On Linux, using Intel Advisor Update 1 (build 435553) and following the tutorial available here : https://software.intel.com/en-us/videos/data-alignment-padding-and-peel-remainder-loops , I don't get any peeled loop even though the OFFSET is set to 16 which makes the array unaligned. The length of the loop is 35 which gives you 4 peeled elements at the beginning which should show up.
In fact, I never seem to get anything for peeled loops. Have they been merged to "remainder" loops ?
I should have give more thoughts. Here is the solution:
- On my examples, the loop count was small enough so the compiler decided to skip loop peeling and use unaligned loads
I was fooled by the fact that when you generate -qopt-report=3, you still get "<Peeled loop for vectorization>" even though it is not generated. Should it be considered as a bug?
Are you using update 1 of the 2016 Intel compiler?
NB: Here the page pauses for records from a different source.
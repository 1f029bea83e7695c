//! kvdb - a transactional key-value store
//!
//! Records are either JSON values or append-only string lists, addressed by
//! key. Writes are batched into a [`store::WriteTransaction`] that is applied
//! atomically: every precondition is checked before anything is written, and
//! either every mutation becomes visible or none does.
//!
//! Two backends implement [`store::KeyValueStore`]:
//!
//! - [`memory::MemoryStore`], a volatile store with per-key locking;
//! - [`durable::DurableStore`], which translates each transaction into one
//!   conditional multi-item write request against a
//!   [`durable::TransactProvider`]. The bundled provider,
//!   [`storage::GitProvider`], commits every request to a Git repository.
//!
//! # Example
//!
//! ```no_run
//! use kvdb::db::Database;
//! use kvdb::store::WriteTransaction;
//! use serde_json::json;
//!
//! let db = Database::open("./my_database")?;
//! let tx = WriteTransaction::new()
//!     .create("user:1", &json!({"name": "Alice"}))?
//!     .create_list("feed");
//! db.execute(&tx)?;
//! # Ok::<(), Box<dyn std::error::Error>>(())
//! ```

pub mod db;
pub mod durable;
pub mod memory;
pub mod storage;
pub mod store;
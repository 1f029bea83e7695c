//! Branch and reference management.
//!
//! Git refs are pointers to commits. All committed data lives on `main`;
//! HEAD always points to it.

use git2::{ErrorCode, Repository};

use crate::storage::error::{StorageError, StorageResult};
use crate::storage::types::{BranchName, CommitId};

/// Manages Git references (branches).
pub struct RefManager;

impl RefManager {
    /// Resolve a branch name to its current commit ID.
    pub fn resolve_branch(repo: &Repository, branch: &BranchName) -> StorageResult<CommitId> {
        let reference = repo
            .find_reference(&branch.as_ref_path())
            .map_err(|_| StorageError::RefNotFound(branch.to_string()))?;

        let commit = reference
            .peel_to_commit()
            .map_err(|_| StorageError::RefNotFound(branch.to_string()))?;

        Ok(CommitId::new(commit.id()))
    }

    /// Get the current HEAD commit (the main branch).
    pub fn head_commit(repo: &Repository) -> StorageResult<CommitId> {
        let head = repo.head().map_err(|e| {
            if e.code() == ErrorCode::UnbornBranch {
                StorageError::EmptyRepository
            } else {
                StorageError::Git(e)
            }
        })?;

        let commit = head.peel_to_commit()?;
        Ok(CommitId::new(commit.id()))
    }

    /// Check if a branch exists.
    pub fn branch_exists(repo: &Repository, branch: &BranchName) -> bool {
        repo.find_reference(&branch.as_ref_path()).is_ok()
    }

    /// Create a new branch pointing to the given commit.
    pub fn create_branch(repo: &Repository, branch: &BranchName, target: CommitId) -> StorageResult<()> {
        if Self::branch_exists(repo, branch) {
            return Err(StorageError::BranchAlreadyExists(branch.to_string()));
        }

        let commit = repo.find_commit(target.raw())?;
        repo.branch(branch.as_str(), &commit, false)?;

        Ok(())
    }

    /// Update a branch only if it still points to the expected commit.
    ///
    /// Compare-and-swap: fails with `ConcurrentModification` when the branch
    /// moved since `expected` was read.
    pub fn update_branch_if_unchanged(
        repo: &Repository,
        branch: &BranchName,
        expected: CommitId,
        new_target: CommitId,
    ) -> StorageResult<()> {
        let current = Self::resolve_branch(repo, branch)?;
        if current != expected {
            return Err(StorageError::ConcurrentModification {
                branch: branch.to_string(),
            });
        }

        let log_message = format!("update branch to {}", new_target.short());
        repo.reference_matching(
            &branch.as_ref_path(),
            new_target.raw(),
            true,
            expected.raw(),
            &log_message,
        )
        .map_err(|e| match e.code() {
            ErrorCode::Modified => StorageError::ConcurrentModification {
                branch: branch.to_string(),
            },
            _ => StorageError::Git(e),
        })?;

        Ok(())
    }

    /// Initialize the main branch if it doesn't exist and point HEAD at it.
    ///
    /// This should be called after creating the initial commit.
    pub fn init_main_branch(repo: &Repository, initial_commit: CommitId) -> StorageResult<()> {
        let main = BranchName::main();

        if !Self::branch_exists(repo, &main) {
            Self::create_branch(repo, &main, initial_commit)?;
        }

        repo.set_head(&main.as_ref_path())?;

        Ok(())
    }
}

#[cfg(test)]
mod tests {
    use super::*;
    use crate::storage::tree::create_initial_tree;
    use tempfile::TempDir;

    fn setup_repo_with_commit() -> (TempDir, Repository, CommitId) {
        let dir = TempDir::new().unwrap();
        let repo = Repository::init(dir.path()).unwrap();

        let commit_id = {
            let tree_id = create_initial_tree(&repo).unwrap();
            let tree = repo.find_tree(tree_id.raw()).unwrap();
            let sig = git2::Signature::now("Test", "test@test.com").unwrap();

            let commit_oid = repo
                .commit(Some("HEAD"), &sig, &sig, "Initial commit", &tree, &[])
                .unwrap();

            CommitId::new(commit_oid)
        };

        RefManager::init_main_branch(&repo, commit_id).unwrap();

        (dir, repo, commit_id)
    }

    fn second_commit(repo: &Repository, parent: CommitId) -> CommitId {
        let tree_id = create_initial_tree(repo).unwrap();
        let tree = repo.find_tree(tree_id.raw()).unwrap();
        let sig = git2::Signature::now("Test", "test@test.com").unwrap();
        let parent = repo.find_commit(parent.raw()).unwrap();
        let oid = repo
            .commit(None, &sig, &sig, "Second commit", &tree, &[&parent])
            .unwrap();
        CommitId::new(oid)
    }

    #[test]
    fn test_head_commit() {
        let (_dir, repo, expected) = setup_repo_with_commit();
        assert_eq!(RefManager::head_commit(&repo).unwrap(), expected);
        assert_eq!(RefManager::resolve_branch(&repo, &BranchName::main()).unwrap(), expected);
    }

    #[test]
    fn test_duplicate_branch_error() {
        let (_dir, repo, base_commit) = setup_repo_with_commit();
        let result = RefManager::create_branch(&repo, &BranchName::main(), base_commit);
        assert!(matches!(result, Err(StorageError::BranchAlreadyExists(_))));
    }

    #[test]
    fn test_update_branch_if_unchanged() {
        let (_dir, repo, commit1) = setup_repo_with_commit();
        let main = BranchName::main();
        let commit2 = second_commit(&repo, commit1);

        RefManager::update_branch_if_unchanged(&repo, &main, commit1, commit2).unwrap();
        assert_eq!(RefManager::head_commit(&repo).unwrap(), commit2);

        // stale expectation
        let result = RefManager::update_branch_if_unchanged(&repo, &main, commit1, commit2);
        assert!(matches!(result, Err(StorageError::ConcurrentModification { .. })));
    }
}
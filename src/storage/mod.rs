//! storage layer: a Git-backed durable provider
//!
//! Items are JSON blobs in a Git tree and every committed write request is
//! one commit on `main`. The durable store talks to this layer only through
//! [`GitProvider`], its `TransactProvider` implementation; nothing above it
//! touches git2 directly.
//!
//! # Architecture
//!
//! ```text
//! ┌─────────────────────────────────────────────────────────────┐
//! │                      GitProvider                            │
//! │   (conditions, update expressions, idempotency tokens)      │
//! └─────────────────────────────────────────────────────────────┘
//!                              │
//!                              ▼
//! ┌─────────────────────────────────────────────────────────────┐
//! │                     GitRepository                           │
//! │        (thread-safe reads, one-commit item writes)          │
//! └─────────────────────────────────────────────────────────────┘
//!                              │
//!        ┌─────────────────────┼─────────────────────┐
//!        │                     │                     │
//!        ▼                     ▼                     ▼
//!  ┌─────────────┐       ┌─────────────┐       ┌─────────────┐
//!  │    tree     │       │    blob     │       │    refs     │
//!  │  (tables)   │       │  (items)    │       │   (main)    │
//!  └─────────────┘       └─────────────┘       └─────────────┘
//!         │                     │                     │
//!         └─────────────────────┼─────────────────────┘
//!                               ▼
//!                        ┌─────────────┐
//!                        │   commit    │
//!                        │  (history)  │
//!                        └─────────────┘
//! ```
//!
//! # Usage
//!
//! ```no_run
//! use kvdb::durable::{DurableConfig, DurableStore};
//! use kvdb::storage::GitProvider;
//! use kvdb::store::{KeyValueStore, WriteTransaction};
//!
//! let provider = GitProvider::open_or_init("./my_database")?;
//! let store = DurableStore::new(provider, DurableConfig::new("records"));
//!
//! let tx = WriteTransaction::new().create_list("feed");
//! store.execute_transaction(&tx)?;
//! # Ok::<(), Box<dyn std::error::Error>>(())
//! ```

mod blob;
mod commit;
mod error;
mod provider;
mod refs;
mod repository;
mod tree;
mod types;

pub use commit::{CommitInfo, CommitMessage};
pub use error::{StorageError, StorageResult};
pub use provider::{GitProvider, TOKEN_WINDOW_MINUTES};
pub use repository::GitRepository;
pub use types::{
    BlobId, BranchName, CommitId, GitSignature, InvalidNameError, ItemKey, ItemPath, TableName,
    TreeId,
};
//! Store error types.
//!
//! Every store operation fails with exactly one of these. Transactions are
//! all-or-nothing, so an error never comes with partial effects.

use std::fmt;

use thiserror::Error;

/// Result type for store operations.
pub type StoreResult<T> = Result<T, StoreError>;

/// Errors that can occur during store operations.
#[derive(Debug, Error)]
pub enum StoreError {
    /// A read targeted a key absent from the relevant table.
    #[error("no such key: {key}")]
    NotFound { key: String },

    /// A transaction precondition was violated; nothing was written.
    #[error("transaction precondition failed: {group} on key '{key}': {reason}")]
    PreconditionFailed {
        key: String,
        group: TxGroup,
        reason: Precondition,
    },

    /// A stored or supplied value has the wrong shape.
    #[error("decode error{}: {reason}", key_suffix(.key))]
    Decode { key: Option<String>, reason: String },

    /// The backend failed (I/O, provider, lock timeout, unexpected native shape).
    #[error("backend error: {0}")]
    Backend(String),
}

fn key_suffix(key: &Option<String>) -> String {
    match key {
        Some(k) => format!(" for key '{}'", k),
        None => String::new(),
    }
}

impl StoreError {
    /// Create a not-found error.
    pub fn not_found(key: impl Into<String>) -> Self {
        Self::NotFound { key: key.into() }
    }

    /// Create a precondition failure.
    pub fn precondition(key: impl Into<String>, group: TxGroup, reason: Precondition) -> Self {
        Self::PreconditionFailed {
            key: key.into(),
            group,
            reason,
        }
    }

    /// Create a decode error attached to a key.
    pub fn decode(key: impl Into<String>, reason: impl fmt::Display) -> Self {
        Self::Decode {
            key: Some(key.into()),
            reason: reason.to_string(),
        }
    }

    /// Create a backend error with some context.
    pub fn backend(context: &str, err: impl fmt::Display) -> Self {
        Self::Backend(format!("{}: {}", context, err))
    }

    /// Check if this error means the key doesn't exist.
    pub fn is_not_found(&self) -> bool {
        matches!(self, StoreError::NotFound { .. })
    }

    /// Check if the caller may re-read, recompute and retry.
    pub fn is_retryable(&self) -> bool {
        matches!(self, StoreError::PreconditionFailed { .. })
    }
}

impl From<serde_json::Error> for StoreError {
    fn from(err: serde_json::Error) -> Self {
        Self::Decode {
            key: None,
            reason: err.to_string(),
        }
    }
}

/// The operation group of a [`WriteTransaction`](super::WriteTransaction).
#[derive(Debug, Clone, Copy, PartialEq, Eq, Hash)]
pub enum TxGroup {
    Creates,
    Overwrites,
    SetFields,
    StrListAppends,
    StrListCreates,
}

impl TxGroup {
    /// Whether this group writes JSON records (as opposed to string lists).
    pub fn is_json(&self) -> bool {
        matches!(self, TxGroup::Creates | TxGroup::Overwrites | TxGroup::SetFields)
    }
}

impl fmt::Display for TxGroup {
    fn fmt(&self, f: &mut fmt::Formatter<'_>) -> fmt::Result {
        let name = match self {
            TxGroup::Creates => "creates",
            TxGroup::Overwrites => "overwrites",
            TxGroup::SetFields => "set_fields",
            TxGroup::StrListAppends => "str_list_appends",
            TxGroup::StrListCreates => "str_list_creates",
        };
        f.write_str(name)
    }
}

/// Which precondition was violated.
#[derive(Debug, Clone, Copy, PartialEq, Eq)]
pub enum Precondition {
    /// The key had to be absent.
    MustNotExist,
    /// The key had to exist.
    MustExist,
    /// The key already holds the other record kind.
    KindConflict,
    /// The key appears in more than one operation group.
    DuplicateKey,
}

impl fmt::Display for Precondition {
    fn fmt(&self, f: &mut fmt::Formatter<'_>) -> fmt::Result {
        match self {
            Precondition::MustNotExist => write!(f, "expected key not to exist, but it does"),
            Precondition::MustExist => write!(f, "expected key to exist, but it does not"),
            Precondition::KindConflict => {
                write!(f, "key already holds a record of the other kind")
            }
            Precondition::DuplicateKey => {
                write!(f, "key appears in more than one operation group")
            }
        }
    }
}

#[cfg(test)]
mod tests {
    use super::*;

    #[test]
    fn test_error_classification() {
        let missing = StoreError::not_found("k");
        assert!(missing.is_not_found());
        assert!(!missing.is_retryable());

        let failed = StoreError::precondition("k", TxGroup::Creates, Precondition::MustNotExist);
        assert!(failed.is_retryable());
        assert!(!failed.is_not_found());

        assert!(!StoreError::Backend("boom".into()).is_retryable());
    }

    #[test]
    fn test_error_messages() {
        let failed =
            StoreError::precondition("l", TxGroup::StrListAppends, Precondition::MustExist);
        let msg = failed.to_string();
        assert!(msg.contains("str_list_appends"));
        assert!(msg.contains("'l'"));

        let decode = StoreError::decode("k", "not a map");
        assert_eq!(decode.to_string(), "decode error for key 'k': not a map");

        let anonymous: StoreError = serde_json::from_str::<u32>("\"x\"").unwrap_err().into();
        assert!(anonymous.to_string().starts_with("decode error: "));
    }
}
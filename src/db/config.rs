//! Database configuration.

use std::fmt;
use std::path::{Path, PathBuf};
use std::time::Duration;

use serde::{Deserialize, Serialize};

use super::api::{DatabaseError, DatabaseResult};

/// Which store backs the database.
#[derive(Debug, Clone, Copy, Default, PartialEq, Eq, Serialize, Deserialize)]
#[serde(rename_all = "lowercase")]
pub enum Backend {
    /// Volatile, process-local store.
    Memory,
    /// Durable store committing to a Git repository.
    #[default]
    Git,
}

impl fmt::Display for Backend {
    fn fmt(&self, f: &mut fmt::Formatter<'_>) -> fmt::Result {
        match self {
            Backend::Memory => write!(f, "memory"),
            Backend::Git => write!(f, "git"),
        }
    }
}

/// Database configuration options.
///
/// Can be built in code or loaded from a JSON file:
///
/// ```json
/// { "backend": "git", "path": "./data", "table": "records", "lock_timeout_ms": 500 }
/// ```
#[derive(Debug, Clone, Serialize, Deserialize)]
#[serde(default)]
pub struct DatabaseConfig {
    /// Backend selection.
    pub backend: Backend,
    /// Path to the repository directory (Git backend only).
    pub path: PathBuf,
    /// Table holding every record (Git backend only).
    pub table: String,
    /// Create the repository if it doesn't exist.
    pub create_if_missing: bool,
    /// Per-key lock wait limit in milliseconds (memory backend only).
    pub lock_timeout_ms: Option<u64>,
    /// Enable verbose logging.
    pub verbose: bool,
}

impl Default for DatabaseConfig {
    fn default() -> Self {
        Self {
            backend: Backend::Git,
            path: PathBuf::from(".kvdb"),
            table: "records".to_string(),
            create_if_missing: true,
            lock_timeout_ms: None,
            verbose: false,
        }
    }
}

impl DatabaseConfig {
    /// Create a new Git-backed configuration with the given path.
    pub fn new(path: impl Into<PathBuf>) -> Self {
        Self {
            path: path.into(),
            ..Default::default()
        }
    }

    /// Create an in-memory configuration.
    pub fn memory() -> Self {
        Self {
            backend: Backend::Memory,
            ..Default::default()
        }
    }

    /// Load a configuration from a JSON file.
    pub fn from_file(path: impl AsRef<Path>) -> DatabaseResult<Self> {
        let text = std::fs::read_to_string(path.as_ref())?;
        serde_json::from_str(&text).map_err(|e| {
            DatabaseError::InvalidConfig(format!("{}: {}", path.as_ref().display(), e))
        })
    }

    /// Set the backend.
    pub fn backend(mut self, backend: Backend) -> Self {
        self.backend = backend;
        self
    }

    /// Set the table name.
    pub fn table(mut self, table: impl Into<String>) -> Self {
        self.table = table.into();
        self
    }

    /// Set create_if_missing flag.
    pub fn create_if_missing(mut self, value: bool) -> Self {
        self.create_if_missing = value;
        self
    }

    /// Set the per-key lock wait limit.
    pub fn lock_timeout(mut self, timeout: Duration) -> Self {
        self.lock_timeout_ms = Some(timeout.as_millis() as u64);
        self
    }

    /// Set verbose flag.
    pub fn verbose(mut self, value: bool) -> Self {
        self.verbose = value;
        self
    }

    /// The per-key lock wait limit, if any.
    pub fn lock_timeout_duration(&self) -> Option<Duration> {
        self.lock_timeout_ms.map(Duration::from_millis)
    }
}

#[cfg(test)]
mod tests {
    use super::*;
    use std::io::Write;

    #[test]
    fn test_builder() {
        let config = DatabaseConfig::new("/tmp/db")
            .table("docs")
            .lock_timeout(Duration::from_millis(250))
            .verbose(true);

        assert_eq!(config.backend, Backend::Git);
        assert_eq!(config.table, "docs");
        assert_eq!(config.lock_timeout_duration(), Some(Duration::from_millis(250)));
        assert!(config.create_if_missing);
        assert!(config.verbose);

        assert_eq!(DatabaseConfig::memory().backend, Backend::Memory);
    }

    #[test]
    fn test_from_file() {
        let mut file = tempfile::NamedTempFile::new().unwrap();
        write!(file, r#"{{"backend": "memory", "lock_timeout_ms": 10}}"#).unwrap();

        let config = DatabaseConfig::from_file(file.path()).unwrap();
        assert_eq!(config.backend, Backend::Memory);
        assert_eq!(config.lock_timeout_duration(), Some(Duration::from_millis(10)));
        // unspecified fields keep their defaults
        assert_eq!(config.table, "records");
    }

    #[test]
    fn test_from_file_rejects_garbage() {
        let mut file = tempfile::NamedTempFile::new().unwrap();
        write!(file, r#"{{"backend": "tape"}}"#).unwrap();

        let result = DatabaseConfig::from_file(file.path());
        assert!(matches!(result, Err(DatabaseError::InvalidConfig(_))));
    }
}
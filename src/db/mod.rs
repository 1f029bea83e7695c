//! High-level Database API and REPL interface.
//!
//! This module selects a backend from a [`DatabaseConfig`], wraps it in a
//! user-facing [`Database`] handle and provides an interactive command-line
//! interface on top.

mod api;
mod config;
mod repl;

pub use api::{Database, DatabaseError, DatabaseResult};
pub use config::{Backend, DatabaseConfig};
pub use repl::{Repl, ReplConfig, Reply};
//! Storage layer error types
//!
//! All errors that can occur while reading or committing items in the Git
//! repository are defined here.

use std::path::PathBuf;

use thiserror::Error;

use crate::durable::ProviderError;
use crate::storage::types::InvalidNameError;

/// the main error type for storage operations
#[derive(Debug, Error)]
pub enum StorageError {
    /// error from the underlying Git library
    #[error("git error: {0}")]
    Git(#[from] git2::Error),

    /// invalid table name
    #[error("invalid table name: {0}")]
    InvalidTableName(#[from] InvalidNameError),

    /// JSON serialization or deserialization failed
    #[error("serialization error: {0}")]
    Serialization(#[from] serde_json::Error),

    /// the specified branch/ref was not found
    #[error("ref not found: {0}")]
    RefNotFound(String),

    /// data integrity check failed
    #[error("corrupted data at {path}: {reason}")]
    CorruptedData { path: PathBuf, reason: String },

    /// repo is not initialized
    #[error("repository not initialized: {0}")]
    NotInitialized(PathBuf),

    /// repo is empty (no commits)
    #[error("repository is empty: no commits found")]
    EmptyRepository,

    /// the commit was not found
    #[error("commit not found: {0}")]
    CommitNotFound(String),

    /// the tree entry has an unexpected type
    #[error("unexpected entry type at {path}: expected {expected}, found {found}")]
    UnexpectedEntryType {
        path: PathBuf,
        expected: String,
        found: String,
    },

    /// branch already exists
    #[error("branch already exists: {0}")]
    BranchAlreadyExists(String),

    /// branch update failed due to concurrent modification
    #[error("concurrent modification: branch {branch} was updated by another writer")]
    ConcurrentModification { branch: String },

    /// internal error that shouldn't happen
    #[error("internal error: {0}")]
    Internal(String),
}

impl From<StorageError> for ProviderError {
    fn from(err: StorageError) -> Self {
        match err {
            StorageError::InvalidTableName(e) => ProviderError::Validation(e.to_string()),
            other => ProviderError::Storage(Box::new(other)),
        }
    }
}

/// result type alias for storage operations
pub type StorageResult<T> = Result<T, StorageError>;

#[cfg(test)]
mod tests {
    use super::*;

    #[test]
    fn test_into_provider_error() {
        let invalid: ProviderError = StorageError::InvalidTableName(InvalidNameError::Empty).into();
        assert!(matches!(invalid, ProviderError::Validation(_)));

        let internal: ProviderError = StorageError::Internal("boom".into()).into();
        assert!(matches!(internal, ProviderError::Storage(_)));
    }
}
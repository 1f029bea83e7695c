//! Core Git repository wrapper.
//!
//! This is the central component of the storage layer. It wraps
//! `git2::Repository` with thread-safe access and provides the item-level
//! operations the provider is built from.

use std::path::{Path, PathBuf};
use std::sync::Arc;

use chrono::{DateTime, Utc};
use git2::Repository;
use parking_lot::Mutex;
use tracing::{debug, info};

use crate::durable::Item;
use crate::storage::blob;
use crate::storage::commit::{self, CommitBuilder, CommitInfo};
use crate::storage::error::{StorageError, StorageResult};
use crate::storage::refs::RefManager;
use crate::storage::tree::TreeMutator;
use crate::storage::types::{BranchName, CommitId, GitSignature, ItemKey, TableName};

/// The main Git repository wrapper.
///
/// Clone this to share across threads - it uses Arc internally.
#[derive(Clone)]
pub struct GitRepository {
    inner: Arc<GitRepositoryInner>,
}

struct GitRepositoryInner {
    /// `git2::Repository` is `Send` but not `Sync`, so every access is exclusive.
    repo: Mutex<Repository>,
    path: PathBuf,
    signature: GitSignature,
}

impl GitRepository {
    /// Open an existing repository.
    pub fn open(path: impl AsRef<Path>) -> StorageResult<Self> {
        let path = path.as_ref();
        let repo = Repository::open(path).map_err(|_| StorageError::NotInitialized(path.to_path_buf()))?;
        info!(target: "kvdb::storage", path = %path.display(), "Opened repository");

        Ok(Self::wrap(repo, path))
    }

    /// Initialize a new repository.
    pub fn init(path: impl AsRef<Path>) -> StorageResult<Self> {
        let path = path.as_ref();
        let repo = Repository::init(path)?;
        let storage = Self::wrap(repo, path);

        storage.with_repo(|repo| {
            let commit_id = commit::create_initial_commit(repo, &storage.inner.signature)?;
            RefManager::init_main_branch(repo, commit_id)?;
            Ok(())
        })?;
        info!(target: "kvdb::storage", path = %path.display(), "Initialized repository");

        Ok(storage)
    }

    /// Open or initialize a repository.
    pub fn open_or_init(path: impl AsRef<Path>) -> StorageResult<Self> {
        let path = path.as_ref();
        if path.join(".git").exists() {
            Self::open(path)
        } else {
            Self::init(path)
        }
    }

    fn wrap(repo: Repository, path: &Path) -> Self {
        Self {
            inner: Arc::new(GitRepositoryInner {
                repo: Mutex::new(repo),
                path: path.to_path_buf(),
                signature: GitSignature::kvdb(),
            }),
        }
    }

    /// Get the repository path.
    pub fn path(&self) -> &Path {
        &self.inner.path
    }

    /// Execute a function with access to the repository.
    pub fn with_repo<F, T>(&self, f: F) -> StorageResult<T>
    where
        F: FnOnce(&Repository) -> StorageResult<T>,
    {
        let repo = self.inner.repo.lock();
        f(&repo)
    }

    /// Get the current HEAD commit (tip of main branch).
    pub fn head(&self) -> StorageResult<CommitId> {
        self.with_repo(RefManager::head_commit)
    }

    /// Read one item; a missing table or key yields `None`.
    pub fn read_item(&self, table: &TableName, key: &ItemKey, at: CommitId) -> StorageResult<Option<Item>> {
        self.with_repo(|repo| {
            let tree = commit::get_tree_at_commit(repo, at)?;
            let blob_id = match tree.get_item_blob_id(repo, table, key)? {
                Some(id) => id,
                None => return Ok(None),
            };

            let bytes = blob::read_blob(repo, blob_id)?;
            blob::deserialize_item(&bytes, key).map(Some)
        })
    }

    /// Read several items from one snapshot; missing keys are skipped.
    pub fn read_items(&self, table: &TableName, keys: &[ItemKey], at: CommitId) -> StorageResult<Vec<Item>> {
        self.with_repo(|repo| {
            let tree = commit::get_tree_at_commit(repo, at)?;
            let mut items = Vec::with_capacity(keys.len());
            for key in keys {
                if let Some(blob_id) = tree.get_item_blob_id(repo, table, key)? {
                    let bytes = blob::read_blob(repo, blob_id)?;
                    items.push(blob::deserialize_item(&bytes, key)?);
                }
            }
            Ok(items)
        })
    }

    /// Write every item in one commit on top of `at` and move `main` to it.
    ///
    /// Fails with `ConcurrentModification` if `main` is no longer `at`; in
    /// that case nothing becomes visible.
    pub fn commit_items(
        &self,
        table: &TableName,
        items: &[(ItemKey, Item)],
        at: CommitId,
        message: String,
    ) -> StorageResult<CommitId> {
        self.with_repo(|repo| {
            let tree = commit::get_tree_at_commit(repo, at)?;
            let mut mutator = TreeMutator::from_tree(repo, &tree)?;
            for (key, item) in items {
                let blob_id = blob::write_blob(repo, item)?;
                mutator.upsert_item(table, key, blob_id)?;
            }
            let new_tree_id = mutator.write()?;

            let new_commit = CommitBuilder::new(repo)
                .tree(new_tree_id)
                .parent(at)
                .message(message)
                .signature(self.inner.signature.clone())
                .commit()?;

            RefManager::update_branch_if_unchanged(repo, &BranchName::main(), at, new_commit)?;
            debug!(
                target: "kvdb::storage",
                table = %table,
                items = items.len(),
                commit = %new_commit.short(),
                "Committed items"
            );
            Ok(new_commit)
        })
    }

    /// Get commit history, newest first.
    pub fn history(&self, from: CommitId, limit: Option<usize>) -> StorageResult<Vec<CommitInfo>> {
        self.with_repo(|repo| {
            let iter = commit::history(repo, from)?;
            match limit {
                Some(n) => iter.take(n).collect(),
                None => iter.collect(),
            }
        })
    }

    /// Find a commit made at or after `since` that records `token`.
    pub fn find_token_since(
        &self,
        token: &str,
        from: CommitId,
        since: DateTime<Utc>,
    ) -> StorageResult<Option<CommitId>> {
        self.with_repo(|repo| {
            for info in commit::history(repo, from)? {
                let info = info?;
                if info.timestamp < since {
                    break;
                }
                if info.request_token() == Some(token) {
                    return Ok(Some(info.id));
                }
            }
            Ok(None)
        })
    }
}

impl std::fmt::Debug for GitRepository {
    fn fmt(&self, f: &mut std::fmt::Formatter<'_>) -> std::fmt::Result {
        f.debug_struct("GitRepository")
            .field("path", &self.inner.path)
            .finish()
    }
}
I've tested against the latest release of Advisor XE and it shows the peeled loop for the tutorial code. I'll continue to investigate the optimization report.
I am using the the 2016 compiler with update 1.
I just found out that the peeled loop appears in Advisor only if the path it taken. It turns out that my implementation seems to align the arrays to the SIMD width even though I did not ask for it which is the reason why the peeled loops did not appear. I find it back when I explicitly unalign the data.